Japanese manga series

Shirley (シャーリー, Shārii) is a Japanese manga series written and illustrated by Kaoru Mori. Originally written as doujinshi, it was later published by Enterbrain in February 2003. Since 2006, Mori has continued to irregularly publish new chapters of the series in Harta and Aokishi. A second volume was released in September 2014.

==Publication==
Written and illustrated by Kaoru Mori, the series originated as doujinshi, which was subsequently published by Enterbrain in tankōbon format on February 24, 2003. Beginning in 2010, Mori has been irregularly publishing new chapters in Enterbrain's Harta (formerly known as Fellows!) magazine. In 2021, Mori began publishing the chapters in Enterbrain's Aokishi magazine instead. In April 2023, Mori released a chapter with only five pages completed due to her health. A second tankōbon volume was released in September 2014.

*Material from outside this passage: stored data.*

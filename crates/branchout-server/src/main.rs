//! BranchOut server binary.
//!
//! Reads `config.toml` (or the path given with `--config`), layers
//! `BRANCHOUT_*` environment variables over it, opens the SQLite store, and
//! serves the site and the JSON API over HTTP.
//!
//! # Seeding
//!
//! To insert the default interest, club, and language vocabulary and exit:
//!
//! ```
//! cargo run -p branchout-server -- --seed
//! ```

use std::path::{Path, PathBuf};

use anyhow::Context as _;
use branchout_server::{AppState, ServerConfig};
use branchout_store_sqlite::SqliteStore;
use clap::Parser;
use tokio::net::TcpListener;
use tracing::level_filters::LevelFilter;
use tracing_subscriber::EnvFilter;

#[derive(Parser)]
#[command(author, version, about = "BranchOut student directory server")]
struct Cli {
  /// Path to the TOML configuration file.
  #[arg(short, long, default_value = "config.toml")]
  config: PathBuf,

  /// Insert the default tag vocabulary and exit.
  #[arg(long)]
  seed: bool,
}

#[tokio::main]
async fn main() -> anyhow::Result<()> {
  tracing_subscriber::fmt()
    .with_env_filter(
      EnvFilter::builder()
        .with_default_directive(LevelFilter::INFO.into())
        .from_env_lossy(),
    )
    .init();

  let cli = Cli::parse();

  let settings = config::Config::builder()
    .add_source(config::File::from(cli.config).required(false))
    .add_source(config::Environment::with_prefix("BRANCHOUT"))
    .build()
    .context("failed to read config file")?;

  let mut server_cfg: ServerConfig = settings
    .try_deserialize()
    .context("failed to deserialise ServerConfig")?;
  server_cfg.database_path = expand_tilde(&server_cfg.database_path);
  server_cfg.upload_dir = expand_tilde(&server_cfg.upload_dir);

  let store = SqliteStore::open(&server_cfg.database_path)
    .await
    .with_context(|| format!("failed to open store at {:?}", server_cfg.database_path))?;

  if cli.seed {
    store
      .seed_vocabulary()
      .await
      .context("failed to seed tag vocabulary")?;
    tracing::info!("seeded default tag vocabulary");
    return Ok(());
  }

  tokio::fs::create_dir_all(&server_cfg.upload_dir)
    .await
    .with_context(|| format!("failed to create {:?}", server_cfg.upload_dir))?;

  let address = format!("{}:{}", server_cfg.host, server_cfg.port);
  let state = AppState::new(store, server_cfg).context("invalid oauth configuration")?;
  if state.oauth.is_none() {
    tracing::warn!("google client id/secret not set; google sign-in is disabled");
  }

  let app = branchout_server::router(state);

  tracing::info!("Listening on http://{address}");
  let listener = TcpListener::bind(&address)
    .await
    .with_context(|| format!("failed to bind {address}"))?;

  axum::serve(listener, app).await.context("server error")?;

  Ok(())
}

/// Expand a leading `~` to the user's home directory.
fn expand_tilde(path: &Path) -> PathBuf {
  let s = path.to_string_lossy();
  if let Some(rest) = s.strip_prefix("~/")
    && let Ok(home) = std::env::var("HOME")
  {
    return PathBuf::from(home).join(rest);
  }
  path.to_path_buf()
}
//! Handlers for directory endpoints.
//!
//! | Method | Path | Notes |
//! |--------|------|-------|
//! | `GET`  | `/students` | Every student, by id |
//! | `GET`  | `/students/:id` | 404 if not found |
//! | `POST` | `/filter` | Body: [`FilterBody`] |
//! | `POST` | `/validate-name` | Body: [`ValidateNameBody`] |
//! | `GET`  | `/faculties` | Distinct non-empty faculties |
//! | `GET`  | `/tags/:kind` | `interests`, `clubs`, or `languages` |

use std::sync::Arc;

use axum::{
  Json,
  extract::{Path, State},
};
use branchout_core::{
  store::{DirectoryFilter, DirectoryStore},
  student::{StudentId, StudentProfile},
  tag::{Tag, TagKind},
};
use serde::{Deserialize, Serialize};

use crate::{actor::Actor, error::ApiError};

// ─── List ─────────────────────────────────────────────────────────────────────

/// `GET /students`
pub async fn list<S: DirectoryStore>(
  State(store): State<Arc<S>>,
) -> Result<Json<Vec<StudentProfile>>, ApiError> {
  let students = store
    .filter_students(&DirectoryFilter::default())
    .await
    .map_err(ApiError::store)?;
  Ok(Json(students))
}

// ─── Get one ──────────────────────────────────────────────────────────────────

/// `GET /students/:id`
pub async fn get_one<S: DirectoryStore>(
  State(store): State<Arc<S>>,
  Path(id): Path<StudentId>,
) -> Result<Json<StudentProfile>, ApiError> {
  let profile = store
    .get_profile(id)
    .await
    .map_err(ApiError::store)?
    .ok_or_else(|| ApiError::NotFound(format!("student {id} not found")))?;
  Ok(Json(profile))
}

// ─── Filter ───────────────────────────────────────────────────────────────────

/// JSON body accepted by `POST /filter`; every facet is optional.
#[derive(Debug, Default, Deserialize)]
#[serde(default)]
pub struct FilterBody {
  pub faculty:   Option<String>,
  pub interests: Vec<String>,
  pub clubs:     Vec<String>,
  pub languages: Vec<String>,
}

impl From<FilterBody> for DirectoryFilter {
  fn from(b: FilterBody) -> Self {
    DirectoryFilter {
      faculty:   b.faculty,
      interests: b.interests,
      clubs:     b.clubs,
      languages: b.languages,
      name:      None,
    }
  }
}

/// `POST /filter`
pub async fn filter<S: DirectoryStore>(
  State(store): State<Arc<S>>,
  Json(body): Json<FilterBody>,
) -> Result<Json<Vec<StudentProfile>>, ApiError> {
  let students = store
    .filter_students(&DirectoryFilter::from(body))
    .await
    .map_err(ApiError::store)?;
  Ok(Json(students))
}

// ─── Validate name ────────────────────────────────────────────────────────────

#[derive(Debug, Deserialize)]
pub struct ValidateNameBody {
  pub name:      String,
  #[serde(default)]
  pub filters:   FilterBody,
  /// When this names an existing student, their faculty replaces the
  /// filter's faculty. Ignored for a logged-in student, whose own faculty
  /// is used.
  #[serde(default)]
  pub user_name: Option<String>,
}

#[derive(Debug, Serialize)]
pub struct ValidateNameResponse {
  pub valid:   bool,
  #[serde(skip_serializing_if = "Option::is_none")]
  pub student: Option<StudentProfile>,
}

/// `POST /validate-name`: whether a student with exactly `name` passes the
/// given filter.
pub async fn validate_name<S: DirectoryStore>(
  State(store): State<Arc<S>>,
  actor: Actor,
  Json(body): Json<ValidateNameBody>,
) -> Result<Json<ValidateNameResponse>, ApiError> {
  let mut filter = DirectoryFilter::from(body.filters);

  if let Some(me) = actor.0 {
    let user = store
      .get_student(me)
      .await
      .map_err(ApiError::store)?
      .ok_or_else(|| ApiError::NotFound(format!("student {me} not found")))?;
    filter.faculty = Some(user.faculty);
  } else if let Some(user_name) = body.user_name.as_deref().filter(|n| !n.trim().is_empty())
    && let Some(user) = store
      .find_student_by_name(user_name)
      .await
      .map_err(ApiError::store)?
  {
    filter.faculty = Some(user.faculty);
  }

  let name = body.name.trim();
  if name.is_empty() {
    return Ok(Json(ValidateNameResponse { valid: false, student: None }));
  }
  filter.name = Some(name.to_owned());

  let student = store
    .filter_students(&filter)
    .await
    .map_err(ApiError::store)?
    .into_iter()
    .next();

  Ok(Json(ValidateNameResponse { valid: student.is_some(), student }))
}

// ─── Vocabulary ───────────────────────────────────────────────────────────────

/// `GET /faculties`
pub async fn faculties<S: DirectoryStore>(
  State(store): State<Arc<S>>,
) -> Result<Json<Vec<String>>, ApiError> {
  Ok(Json(store.list_faculties().await.map_err(ApiError::store)?))
}

/// `GET /tags/:kind`
pub async fn tags<S: DirectoryStore>(
  State(store): State<Arc<S>>,
  Path(kind): Path<String>,
) -> Result<Json<Vec<Tag>>, ApiError> {
  let kind: TagKind = kind
    .parse()
    .map_err(|_| branchout_core::Error::UnknownTagKind(kind))?;
  Ok(Json(store.list_tags(kind).await.map_err(ApiError::store)?))
}
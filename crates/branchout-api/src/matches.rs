//! Handlers for `/matches`.
//!
//! | Method | Path | Notes |
//! |--------|------|-------|
//! | `GET`  | `/matches?user_id=` | Matches submitted by the user |
//! | `POST` | `/matches` | Body: [`CreateBody`]; returns 201 + [`MatchSummary`] |
//!
//! `user_id` and `submitted_by` default to the logged-in student, if any.

use std::sync::Arc;

use axum::{
  Json,
  extract::{Query, State},
  http::StatusCode,
  response::IntoResponse,
};
use branchout_core::{
  prompt::{MatchSummary, NewMatch, PromptKind, PromptRef},
  store::DirectoryStore,
  student::{StudentId, StudentRef},
};
use serde::Deserialize;

use crate::{actor::Actor, error::ApiError};

// ─── List ─────────────────────────────────────────────────────────────────────

#[derive(Debug, Deserialize)]
pub struct ListParams {
  pub user_id: Option<StudentId>,
}

/// `GET /matches?user_id=<id>`
pub async fn list<S: DirectoryStore>(
  State(store): State<Arc<S>>,
  actor: Actor,
  Query(params): Query<ListParams>,
) -> Result<Json<Vec<MatchSummary>>, ApiError> {
  let user_id = actor.resolve(params.user_id, "user_id")?;
  let matches = store.matches_for(user_id).await.map_err(ApiError::store)?;
  Ok(Json(matches))
}

// ─── Create ───────────────────────────────────────────────────────────────────

/// JSON body accepted by `POST /matches`.
///
/// The prompt is named either by a built-in `prompt_type` or by a stored
/// `prompt_id`; the candidate by id or by exact display name.
#[derive(Debug, Deserialize)]
pub struct CreateBody {
  pub submitted_by:      Option<StudentId>,
  pub prompt_type:       Option<String>,
  pub prompt_id:         Option<i64>,
  pub matched_user_id:   Option<StudentId>,
  pub matched_user_name: Option<String>,
}

impl CreateBody {
  /// Build the match input, acting for `actor`.
  pub fn into_new_match(self, actor: Actor) -> Result<NewMatch, ApiError> {
    let submitted_by = actor.resolve(self.submitted_by, "submitted_by")?;

    let builtin = self
      .prompt_type
      .as_deref()
      .map(PromptKind::from_tag)
      .filter(|k| k.is_builtin());
    let prompt = match (builtin, self.prompt_id) {
      (Some(kind), _) => PromptRef::Builtin(kind),
      (None, Some(id)) => PromptRef::Id(id),
      (None, None) => return Err(ApiError::missing("prompt_type or prompt_id")),
    };

    let matched_user = match (self.matched_user_id, self.matched_user_name) {
      (Some(id), _) => StudentRef::Id(id),
      (None, Some(name)) if !name.trim().is_empty() => {
        StudentRef::Name(name.trim().to_owned())
      }
      _ => return Err(ApiError::missing("matched_user_id or matched_user_name")),
    };

    Ok(NewMatch { prompt, matched_user, submitted_by })
  }
}

/// `POST /matches`
pub async fn create<S: DirectoryStore>(
  State(store): State<Arc<S>>,
  actor: Actor,
  Json(body): Json<CreateBody>,
) -> Result<impl IntoResponse, ApiError> {
  let input = body.into_new_match(actor)?;
  let summary = store.create_match(input).await.map_err(ApiError::store)?;
  tracing::info!(
    match_id = summary.id,
    prompt_id = summary.prompt_id,
    submitted_by = summary.submitted_by,
    "match recorded"
  );
  Ok((StatusCode::CREATED, Json(summary)))
}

At San Diego Comic-Con 2007, CMX announced that they had licensed the series for English publication.

===Volume list===

| No. | Original release date | Original ISBN | English release date | English ISBN |
|---|---|---|---|---|
| 1 | February 24, 2003 | 978-4-04-729955-9 | July 2, 2008 | 978-1-40-121777-8 |
| 2 | September 13, 2014 | 978-4-04-729917-7 | — | — |

==Reception==
A columnist for Manga News felt the artwork was not as good as that in Mori's next work Emma but was still satisfactory. They also praised the characters, while also describing the story as "uneven". Katherine Dacey of Manga Critic praised the artwork and overall story, though she felt some of the chapters were unfinished.

In the 2015 edition of the Kono Manga ga Sugoi! guidebook's list of the top 20 manga for male readers, the series ranked eighth.